**Information supplied:**
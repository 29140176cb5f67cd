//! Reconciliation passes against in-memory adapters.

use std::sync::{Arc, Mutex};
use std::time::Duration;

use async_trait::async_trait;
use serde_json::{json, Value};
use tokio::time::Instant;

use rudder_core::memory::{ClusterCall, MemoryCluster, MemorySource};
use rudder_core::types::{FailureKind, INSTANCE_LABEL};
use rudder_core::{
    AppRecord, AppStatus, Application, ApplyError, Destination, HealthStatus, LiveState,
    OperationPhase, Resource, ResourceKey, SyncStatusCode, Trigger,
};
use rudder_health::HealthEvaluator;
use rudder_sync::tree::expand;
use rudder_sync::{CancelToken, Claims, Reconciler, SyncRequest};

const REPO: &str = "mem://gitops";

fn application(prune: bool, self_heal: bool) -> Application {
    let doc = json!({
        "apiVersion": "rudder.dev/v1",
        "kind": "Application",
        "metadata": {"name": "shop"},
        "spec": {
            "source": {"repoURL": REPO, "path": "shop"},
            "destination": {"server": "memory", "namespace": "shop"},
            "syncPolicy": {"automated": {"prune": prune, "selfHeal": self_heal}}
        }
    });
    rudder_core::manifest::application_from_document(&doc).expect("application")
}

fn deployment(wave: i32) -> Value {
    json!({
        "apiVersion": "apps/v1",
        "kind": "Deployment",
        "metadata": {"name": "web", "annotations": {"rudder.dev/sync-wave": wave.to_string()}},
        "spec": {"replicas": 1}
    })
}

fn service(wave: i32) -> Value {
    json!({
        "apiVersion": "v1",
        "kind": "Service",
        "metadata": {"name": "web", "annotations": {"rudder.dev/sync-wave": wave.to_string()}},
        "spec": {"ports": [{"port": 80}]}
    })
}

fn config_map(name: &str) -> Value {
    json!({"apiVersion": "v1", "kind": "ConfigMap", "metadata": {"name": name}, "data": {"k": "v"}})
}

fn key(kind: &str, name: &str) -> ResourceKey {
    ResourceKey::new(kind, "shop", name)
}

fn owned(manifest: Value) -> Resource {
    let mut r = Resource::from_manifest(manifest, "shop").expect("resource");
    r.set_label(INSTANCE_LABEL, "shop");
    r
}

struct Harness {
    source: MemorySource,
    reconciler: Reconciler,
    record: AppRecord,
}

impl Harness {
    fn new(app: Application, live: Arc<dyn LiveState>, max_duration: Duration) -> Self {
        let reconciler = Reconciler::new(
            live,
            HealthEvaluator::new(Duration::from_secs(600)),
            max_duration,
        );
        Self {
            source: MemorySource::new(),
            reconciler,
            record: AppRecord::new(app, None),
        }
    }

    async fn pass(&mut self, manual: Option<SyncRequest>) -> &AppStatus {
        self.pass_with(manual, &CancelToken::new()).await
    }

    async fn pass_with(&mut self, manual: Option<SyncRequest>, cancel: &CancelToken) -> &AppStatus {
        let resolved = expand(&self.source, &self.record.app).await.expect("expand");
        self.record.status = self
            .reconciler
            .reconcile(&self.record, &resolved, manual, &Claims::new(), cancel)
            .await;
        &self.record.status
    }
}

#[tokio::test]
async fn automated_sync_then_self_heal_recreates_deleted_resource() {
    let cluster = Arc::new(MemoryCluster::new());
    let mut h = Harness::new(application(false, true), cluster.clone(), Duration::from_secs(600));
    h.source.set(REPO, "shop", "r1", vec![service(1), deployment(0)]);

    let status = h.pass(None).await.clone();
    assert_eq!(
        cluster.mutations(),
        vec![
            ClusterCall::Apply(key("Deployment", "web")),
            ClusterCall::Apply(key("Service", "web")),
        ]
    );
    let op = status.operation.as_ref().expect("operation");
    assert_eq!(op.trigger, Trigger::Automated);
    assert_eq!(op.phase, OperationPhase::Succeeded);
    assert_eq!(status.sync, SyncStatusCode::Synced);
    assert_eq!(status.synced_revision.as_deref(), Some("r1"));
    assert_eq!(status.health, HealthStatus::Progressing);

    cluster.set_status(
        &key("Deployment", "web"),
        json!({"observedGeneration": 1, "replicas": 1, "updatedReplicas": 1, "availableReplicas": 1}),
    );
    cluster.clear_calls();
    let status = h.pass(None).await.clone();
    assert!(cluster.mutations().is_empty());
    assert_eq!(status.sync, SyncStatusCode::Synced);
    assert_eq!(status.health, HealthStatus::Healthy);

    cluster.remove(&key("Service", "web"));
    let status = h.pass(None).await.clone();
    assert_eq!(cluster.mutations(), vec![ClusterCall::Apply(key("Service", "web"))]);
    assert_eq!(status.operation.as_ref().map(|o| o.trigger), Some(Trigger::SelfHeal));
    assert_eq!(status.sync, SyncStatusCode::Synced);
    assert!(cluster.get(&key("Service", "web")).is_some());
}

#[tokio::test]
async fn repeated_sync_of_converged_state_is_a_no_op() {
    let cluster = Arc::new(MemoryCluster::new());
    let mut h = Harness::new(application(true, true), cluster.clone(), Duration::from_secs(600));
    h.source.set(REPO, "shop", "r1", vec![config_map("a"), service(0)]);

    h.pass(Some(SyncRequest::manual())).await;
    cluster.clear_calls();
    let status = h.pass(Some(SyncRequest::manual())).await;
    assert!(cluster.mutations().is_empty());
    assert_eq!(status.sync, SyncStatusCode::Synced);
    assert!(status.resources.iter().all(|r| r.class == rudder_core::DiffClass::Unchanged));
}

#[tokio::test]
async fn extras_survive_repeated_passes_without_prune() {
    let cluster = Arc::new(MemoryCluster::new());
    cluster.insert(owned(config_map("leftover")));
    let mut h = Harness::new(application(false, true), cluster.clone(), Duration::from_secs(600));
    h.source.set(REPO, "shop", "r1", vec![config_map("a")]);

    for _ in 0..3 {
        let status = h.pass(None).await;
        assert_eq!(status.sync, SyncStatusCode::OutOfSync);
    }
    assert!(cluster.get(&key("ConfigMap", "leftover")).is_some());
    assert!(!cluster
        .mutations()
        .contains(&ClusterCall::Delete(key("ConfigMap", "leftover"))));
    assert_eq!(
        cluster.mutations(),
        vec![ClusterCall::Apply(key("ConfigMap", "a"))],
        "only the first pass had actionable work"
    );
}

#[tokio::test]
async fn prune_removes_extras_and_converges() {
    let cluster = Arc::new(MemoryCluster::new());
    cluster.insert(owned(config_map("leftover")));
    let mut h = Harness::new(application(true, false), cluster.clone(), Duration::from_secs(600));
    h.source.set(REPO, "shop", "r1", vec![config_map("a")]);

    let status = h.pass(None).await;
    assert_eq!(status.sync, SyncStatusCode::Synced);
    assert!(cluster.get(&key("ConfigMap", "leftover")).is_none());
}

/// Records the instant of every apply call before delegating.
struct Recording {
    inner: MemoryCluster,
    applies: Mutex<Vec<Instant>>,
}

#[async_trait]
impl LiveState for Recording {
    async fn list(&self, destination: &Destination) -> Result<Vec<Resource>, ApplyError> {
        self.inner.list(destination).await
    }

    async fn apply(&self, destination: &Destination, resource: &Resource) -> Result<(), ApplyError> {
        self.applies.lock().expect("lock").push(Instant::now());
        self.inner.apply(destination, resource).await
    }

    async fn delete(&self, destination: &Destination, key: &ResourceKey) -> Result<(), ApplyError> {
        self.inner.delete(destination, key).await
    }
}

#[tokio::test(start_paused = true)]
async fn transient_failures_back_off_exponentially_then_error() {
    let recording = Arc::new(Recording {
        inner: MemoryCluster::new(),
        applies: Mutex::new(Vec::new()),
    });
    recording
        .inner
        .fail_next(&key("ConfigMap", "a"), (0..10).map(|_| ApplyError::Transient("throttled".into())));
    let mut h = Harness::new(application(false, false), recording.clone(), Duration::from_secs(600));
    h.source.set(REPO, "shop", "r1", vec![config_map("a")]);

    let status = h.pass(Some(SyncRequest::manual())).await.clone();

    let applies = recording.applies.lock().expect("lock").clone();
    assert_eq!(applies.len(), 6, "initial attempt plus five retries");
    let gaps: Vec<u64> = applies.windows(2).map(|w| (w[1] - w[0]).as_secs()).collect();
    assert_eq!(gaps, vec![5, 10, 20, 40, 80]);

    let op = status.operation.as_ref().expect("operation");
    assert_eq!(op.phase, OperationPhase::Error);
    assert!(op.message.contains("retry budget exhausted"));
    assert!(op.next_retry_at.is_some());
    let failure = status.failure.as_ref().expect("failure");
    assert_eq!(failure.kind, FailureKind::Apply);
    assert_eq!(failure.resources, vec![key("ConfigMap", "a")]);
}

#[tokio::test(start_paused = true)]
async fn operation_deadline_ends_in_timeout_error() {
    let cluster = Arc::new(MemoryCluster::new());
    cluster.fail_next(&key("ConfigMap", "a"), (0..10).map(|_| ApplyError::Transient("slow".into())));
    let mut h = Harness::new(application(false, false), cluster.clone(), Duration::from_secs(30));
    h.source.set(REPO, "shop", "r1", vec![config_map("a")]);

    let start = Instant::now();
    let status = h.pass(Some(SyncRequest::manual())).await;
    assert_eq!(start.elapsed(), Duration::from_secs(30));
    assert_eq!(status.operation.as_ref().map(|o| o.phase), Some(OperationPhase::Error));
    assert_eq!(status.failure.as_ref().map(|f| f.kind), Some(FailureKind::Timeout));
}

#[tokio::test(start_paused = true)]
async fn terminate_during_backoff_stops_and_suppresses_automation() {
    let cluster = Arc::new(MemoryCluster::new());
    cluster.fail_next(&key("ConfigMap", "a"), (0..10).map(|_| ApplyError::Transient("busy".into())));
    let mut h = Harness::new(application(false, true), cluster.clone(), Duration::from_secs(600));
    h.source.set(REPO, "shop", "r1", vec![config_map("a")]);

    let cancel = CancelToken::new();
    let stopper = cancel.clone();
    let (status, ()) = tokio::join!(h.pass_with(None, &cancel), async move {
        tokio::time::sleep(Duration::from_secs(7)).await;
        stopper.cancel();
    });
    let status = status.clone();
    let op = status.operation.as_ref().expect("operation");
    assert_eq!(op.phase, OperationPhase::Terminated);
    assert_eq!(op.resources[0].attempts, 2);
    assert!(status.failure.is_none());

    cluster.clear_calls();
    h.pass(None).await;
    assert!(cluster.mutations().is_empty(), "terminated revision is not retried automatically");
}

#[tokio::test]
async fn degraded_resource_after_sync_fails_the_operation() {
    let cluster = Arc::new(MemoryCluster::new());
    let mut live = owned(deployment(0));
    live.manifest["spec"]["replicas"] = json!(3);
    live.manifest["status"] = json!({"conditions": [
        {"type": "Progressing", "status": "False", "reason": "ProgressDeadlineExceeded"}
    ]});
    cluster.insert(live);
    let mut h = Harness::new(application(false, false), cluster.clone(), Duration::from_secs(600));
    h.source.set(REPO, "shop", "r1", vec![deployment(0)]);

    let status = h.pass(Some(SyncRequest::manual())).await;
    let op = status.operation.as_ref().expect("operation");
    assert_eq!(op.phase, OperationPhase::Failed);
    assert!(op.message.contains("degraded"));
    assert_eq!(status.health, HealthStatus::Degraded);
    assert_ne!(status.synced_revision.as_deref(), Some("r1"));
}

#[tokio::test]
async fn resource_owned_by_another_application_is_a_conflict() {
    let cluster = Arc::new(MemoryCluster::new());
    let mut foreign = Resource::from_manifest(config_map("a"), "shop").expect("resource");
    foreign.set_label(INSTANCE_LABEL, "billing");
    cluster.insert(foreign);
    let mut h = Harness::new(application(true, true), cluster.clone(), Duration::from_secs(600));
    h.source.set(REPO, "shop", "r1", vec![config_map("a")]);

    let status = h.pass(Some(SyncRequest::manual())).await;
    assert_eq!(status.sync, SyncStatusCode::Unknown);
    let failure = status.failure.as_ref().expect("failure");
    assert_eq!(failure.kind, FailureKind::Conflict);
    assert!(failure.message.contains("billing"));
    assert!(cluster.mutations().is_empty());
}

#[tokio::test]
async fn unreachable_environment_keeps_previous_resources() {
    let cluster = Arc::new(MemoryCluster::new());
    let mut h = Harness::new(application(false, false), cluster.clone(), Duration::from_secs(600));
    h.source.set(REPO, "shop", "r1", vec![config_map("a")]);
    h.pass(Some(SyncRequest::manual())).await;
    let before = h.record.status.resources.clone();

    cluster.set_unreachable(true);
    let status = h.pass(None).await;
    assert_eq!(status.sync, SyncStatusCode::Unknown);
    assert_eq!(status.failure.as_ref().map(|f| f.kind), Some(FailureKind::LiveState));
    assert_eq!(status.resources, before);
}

**Problem:** All that is wanted is the number of lines in the records that include the string "MemorySource".

**Task output:** 3